*** Opening Task input ***

//! Budget categories and the percentage constraints attached to them.
//!
//! Categories are static reference data seeded once at startup. A category may
//! carry a max constraint, a min constraint, both, or neither.

use rust_decimal::Decimal;
use serde::{Deserialize, Serialize};

/// A spending category such as "Personnel" or "Cold Chain & Logistics".
#[derive(Debug, Clone, PartialEq, Eq, Serialize, Deserialize)]
pub struct BudgetCategory {
    /// Unique key (e.g. `cold-chain`)
    pub id: String,
    /// Display name
    pub name: String,
    /// Free-text description
    #[serde(default)]
    pub description: String,
    /// Upper bound as a percentage of the budget total
    #[serde(default)]
    pub max_percentage: Option<Decimal>,
    /// Lower bound as a percentage of the budget total
    #[serde(default)]
    pub min_percentage: Option<Decimal>,
    /// Whether the category's bounds block (hard) or only warn (soft)
    #[serde(default)]
    pub is_hard_constraint: bool,
}

/// Direction of a percentage constraint.
#[derive(Debug, Clone, Copy, PartialEq, Eq, Hash, Serialize, Deserialize)]
#[serde(rename_all = "lowercase")]
pub enum ConstraintType {
    /// Percentage must not exceed the threshold
    Max,
    /// Percentage must not fall below the threshold
    Min,
}

impl ConstraintType {
    /// Lowercase wire name (`max` / `min`).
    #[must_use]
    pub const fn as_str(self) -> &'static str {
        match self {
            Self::Max => "max",
            Self::Min => "min",
        }
    }

    /// Label used in tables (`Maximum` / `Minimum`).
    #[must_use]
    pub const fn label(self) -> &'static str {
        match self {
            Self::Max => "Maximum",
            Self::Min => "Minimum",
        }
    }
}

impl std::fmt::Display for ConstraintType {
    fn fmt(&self, f: &mut std::fmt::Formatter<'_>) -> std::fmt::Result {
        write!(f, "{}", self.as_str())
    }
}

/// Enforcement level of a constraint.
#[derive(Debug, Clone, Copy, PartialEq, Eq, Hash, PartialOrd, Ord, Serialize, Deserialize)]
#[serde(rename_all = "lowercase")]
pub enum Severity {
    /// Advisory: the action proceeds with a warning
    Soft,
    /// Blocking: the action must not proceed
    Hard,
}

impl Severity {
    /// Maps the seed data's `is_hard` flag to a severity.
    #[must_use]
    pub const fn from_hard_flag(is_hard: bool) -> Self {
        if is_hard { Self::Hard } else { Self::Soft }
    }

    /// Display label (`Hard` / `Soft`).
    #[must_use]
    pub const fn as_str(self) -> &'static str {
        match self {
            Self::Soft => "Soft",
            Self::Hard => "Hard",
        }
    }
}

impl std::fmt::Display for Severity {
    fn fmt(&self, f: &mut std::fmt::Formatter<'_>) -> std::fmt::Result {
        write!(f, "{}", self.as_str())
    }
}

/// A single percentage-of-total rule on a category.
#[derive(Debug, Clone, PartialEq, Eq, Serialize, Deserialize)]
pub struct BudgetConstraint {
    /// Category the rule applies to
    pub category_id: String,
    /// Max or min
    #[serde(rename = "type")]
    pub constraint_type: ConstraintType,
    /// Threshold percentage of the budget total
    pub percentage: Decimal,
    /// Whether a violation blocks
    pub is_hard: bool,
}

impl BudgetConstraint {
    /// Creates a constraint.
    #[must_use]
    pub fn new(
        category_id: impl Into<String>,
        constraint_type: ConstraintType,
        percentage: Decimal,
        is_hard: bool,
    ) -> Self {
        Self {
            category_id: category_id.into(),
            constraint_type,
            percentage,
            is_hard,
        }
    }

    /// Severity of a violation of this constraint.
    #[must_use]
    pub const fn severity(&self) -> Severity {
        Severity::from_hard_flag(self.is_hard)
    }

    /// Whether `percentage` violates this constraint.
    ///
    /// Comparisons are strict: a percentage exactly on the threshold complies.
    #[must_use]
    pub fn is_violated_by(&self, percentage: Decimal) -> bool {
        match self.constraint_type {
            ConstraintType::Max => percentage > self.percentage,
            ConstraintType::Min => percentage < self.percentage,
        }
    }
}

impl BudgetCategory {
    /// Constraints implied by this category's own `max_percentage` / `min_percentage`.
    #[must_use]
    pub fn implied_constraints(&self) -> Vec<BudgetConstraint> {
        let mut constraints = Vec::new();
        if let Some(max) = self.max_percentage {
            constraints.push(BudgetConstraint::new(
                self.id.clone(),
                ConstraintType::Max,
                max,
                self.is_hard_constraint,
            ));
        }
        if let Some(min) = self.min_percentage {
            constraints.push(BudgetConstraint::new(
                self.id.clone(),
                ConstraintType::Min,
                min,
                self.is_hard_constraint,
            ));
        }
        constraints
    }

    /// The percentage this category declares for the given direction, if any.
    #[must_use]
    pub const fn declared_percentage(&self, constraint_type: ConstraintType) -> Option<Decimal> {
        match constraint_type {
            ConstraintType::Max => self.max_percentage,
            ConstraintType::Min => self.min_percentage,
        }
    }
}

impl std::fmt::Display for BudgetCategory {
    fn fmt(&self, f: &mut std::fmt::Formatter<'_>) -> std::fmt::Result {
        write!(f, "{}", self.name)
    }
}
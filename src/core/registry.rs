//! Constraint registry - the authoritative list of budget categories and the
//! percentage constraints attached to them.
//!
//! The registry is read-only reference data built once at startup, either from
//! a TOML seed file (see [`crate::config::registry`]) or from the built-in
//! immunization programme defaults. Lookups are linear scans over a handful of
//! entries and keep declaration order so evaluation and rendering are
//! deterministic.

use crate::{
    entities::{BudgetCategory, BudgetConstraint, ConstraintType},
    errors::{Error, Result},
    money::HUNDRED,
};
use rust_decimal::Decimal;
use rust_decimal_macros::dec;
use std::collections::HashSet;
use tracing::{debug, warn};

/// Label shown in place of a category name that is not in the registry.
pub const UNKNOWN_CATEGORY_LABEL: &str = "—";

/// Read access to category and constraint reference data.
///
/// The evaluator depends on this trait rather than on [`ConstraintRegistry`]
/// directly so other sources can stand in for the seeded list.
pub trait CategoryRepository {
    /// Finds a category by id. `None` is a legitimate outcome.
    fn get_category(&self, category_id: &str) -> Option<&BudgetCategory>;

    /// Finds the constraint of the given type for a category. `None` means unconstrained.
    fn get_constraint(
        &self,
        category_id: &str,
        constraint_type: ConstraintType,
    ) -> Option<&BudgetConstraint>;

    /// All constraints in declaration order.
    fn list_constraints(&self) -> &[BudgetConstraint];

    /// Display name for a category, or [`UNKNOWN_CATEGORY_LABEL`].
    fn category_name(&self, category_id: &str) -> &str {
        self.get_category(category_id)
            .map_or(UNKNOWN_CATEGORY_LABEL, |c| c.name.as_str())
    }
}

/// Validated categories and constraints.
#[derive(Debug, Clone, PartialEq, Eq)]
pub struct ConstraintRegistry {
    categories: Vec<BudgetCategory>,
    constraints: Vec<BudgetConstraint>,
}

impl ConstraintRegistry {
    /// Builds a registry from explicit categories and constraints.
    ///
    /// # Errors
    /// Returns [`Error::Config`] when:
    /// - two categories share an id
    /// - a constraint references an undeclared category
    /// - a category has more than one constraint of the same type
    /// - a percentage lies outside 0..=100
    pub fn new(
        categories: Vec<BudgetCategory>,
        constraints: Vec<BudgetConstraint>,
    ) -> Result<Self> {
        let mut ids = HashSet::new();
        for category in &categories {
            if category.id.trim().is_empty() {
                return Err(config_error("Category id cannot be empty".to_string()));
            }
            if !ids.insert(category.id.as_str()) {
                return Err(config_error(format!(
                    "Duplicate category id '{}'",
                    category.id
                )));
            }
            for declared in [category.max_percentage, category.min_percentage]
                .into_iter()
                .flatten()
            {
                check_percentage_range(&category.id, declared)?;
            }
        }

        let mut seen = HashSet::new();
        for constraint in &constraints {
            let Some(category) = categories.iter().find(|c| c.id == constraint.category_id)
            else {
                return Err(config_error(format!(
                    "Constraint references unknown category '{}'",
                    constraint.category_id
                )));
            };
            if !seen.insert((constraint.category_id.as_str(), constraint.constraint_type)) {
                return Err(config_error(format!(
                    "Category '{}' has more than one {} constraint",
                    constraint.category_id, constraint.constraint_type
                )));
            }
            check_percentage_range(&constraint.category_id, constraint.percentage)?;

            if let Some(declared) = category.declared_percentage(constraint.constraint_type) {
                if declared != constraint.percentage {
                    warn!(
                        "Category '{}' declares {} {}% but its constraint says {}%; \
                         using the constraint",
                        category.id, constraint.constraint_type, declared, constraint.percentage
                    );
                }
            }
        }

        debug!(
            "Constraint registry built with {} categories and {} constraints",
            categories.len(),
            constraints.len()
        );

        Ok(Self {
            categories,
            constraints,
        })
    }

    /// Builds a registry whose constraints are derived from each category's
    /// `max_percentage` / `min_percentage` and `is_hard_constraint` fields.
    pub fn from_categories(categories: Vec<BudgetCategory>) -> Result<Self> {
        let constraints = categories
            .iter()
            .flat_map(BudgetCategory::implied_constraints)
            .collect();
        Self::new(categories, constraints)
    }

    /// All categories in declaration order.
    #[must_use]
    pub fn list_categories(&self) -> &[BudgetCategory] {
        &self.categories
    }

    /// Constraints attached to one category, in declaration order.
    pub fn constraints_for<'a>(
        &'a self,
        category_id: &'a str,
    ) -> impl Iterator<Item = &'a BudgetConstraint> + 'a {
        self.constraints
            .iter()
            .filter(move |c| c.category_id == category_id)
    }
}

impl CategoryRepository for ConstraintRegistry {
    fn get_category(&self, category_id: &str) -> Option<&BudgetCategory> {
        self.categories.iter().find(|c| c.id == category_id)
    }

    fn get_constraint(
        &self,
        category_id: &str,
        constraint_type: ConstraintType,
    ) -> Option<&BudgetConstraint> {
        self.constraints
            .iter()
            .find(|c| c.category_id == category_id && c.constraint_type == constraint_type)
    }

    fn list_constraints(&self) -> &[BudgetConstraint] {
        &self.constraints
    }
}

impl Default for ConstraintRegistry {
    /// The immunization programme's seeded categories and constraints.
    fn default() -> Self {
        Self {
            categories: default_categories(),
            constraints: default_constraints(),
        }
    }
}

fn config_error(message: String) -> Error {
    Error::Config { message }
}

fn check_percentage_range(category_id: &str, percentage: Decimal) -> Result<()> {
    if percentage < Decimal::ZERO || percentage > HUNDRED {
        return Err(config_error(format!(
            "Category '{category_id}' has percentage {percentage} outside 0..=100"
        )));
    }
    Ok(())
}

fn category(
    id: &str,
    name: &str,
    description: &str,
    max_percentage: Option<Decimal>,
    min_percentage: Option<Decimal>,
    is_hard_constraint: bool,
) -> BudgetCategory {
    BudgetCategory {
        id: id.to_string(),
        name: name.to_string(),
        description: description.to_string(),
        max_percentage,
        min_percentage,
        is_hard_constraint,
    }
}

fn default_categories() -> Vec<BudgetCategory> {
    vec![
        category(
            "personnel",
            "Personnel",
            "Salaries, allowances, and benefits for health workers",
            Some(dec!(30)),
            None,
            true,
        ),
        category(
            "vaccines",
            "Vaccines",
            "Procurement and distribution of vaccines",
            None,
            None,
            false,
        ),
        category(
            "cold-chain",
            "Cold Chain & Logistics",
            "Refrigeration, storage, and transport equipment",
            None,
            Some(dec!(15)),
            false,
        ),
        category(
            "monitoring-evaluation",
            "M&E",
            "Monitoring and Evaluation activities",
            None,
            Some(dec!(5)),
            true,
        ),
        category(
            "advocacy-training",
            "Advocacy & Training",
            "Community advocacy, health education, and staff training",
            None,
            Some(dec!(10)),
            false,
        ),
        category(
            "community-outreach",
            "Community Outreach",
            "Outreach activities and community engagement",
            None,
            Some(dec!(20)),
            false,
        ),
        category(
            "administration",
            "Administration",
            "Administrative costs and governance",
            Some(dec!(10)),
            None,
            true,
        ),
    ]
}

fn default_constraints() -> Vec<BudgetConstraint> {
    vec![
        BudgetConstraint::new("administration", ConstraintType::Max, dec!(10), true),
        BudgetConstraint::new("monitoring-evaluation", ConstraintType::Min, dec!(5), true),
        BudgetConstraint::new("personnel", ConstraintType::Max, dec!(30), true),
        BudgetConstraint::new("cold-chain", ConstraintType::Min, dec!(15), false),
        BudgetConstraint::new("advocacy-training", ConstraintType::Min, dec!(10), false),
        BudgetConstraint::new("community-outreach", ConstraintType::Min, dec!(20), false),
    ]
}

*** Closing Task input ***

## Task statement
In the records above, find the line with "Severity::from_hard_flag(self.is_hard)"; write out exactly that line and each one after it, stopping after the line with "pub fn is_violated_by(&self, percentage: Decimal)".

## Solution to the exercise
        Severity::from_hard_flag(self.is_hard)
    }

    /// Whether `percentage` violates this constraint.
    ///
    /// Comparisons are strict: a percentage exactly on the threshold complies.
    #[must_use]
    pub fn is_violated_by(&self, percentage: Decimal) -> bool {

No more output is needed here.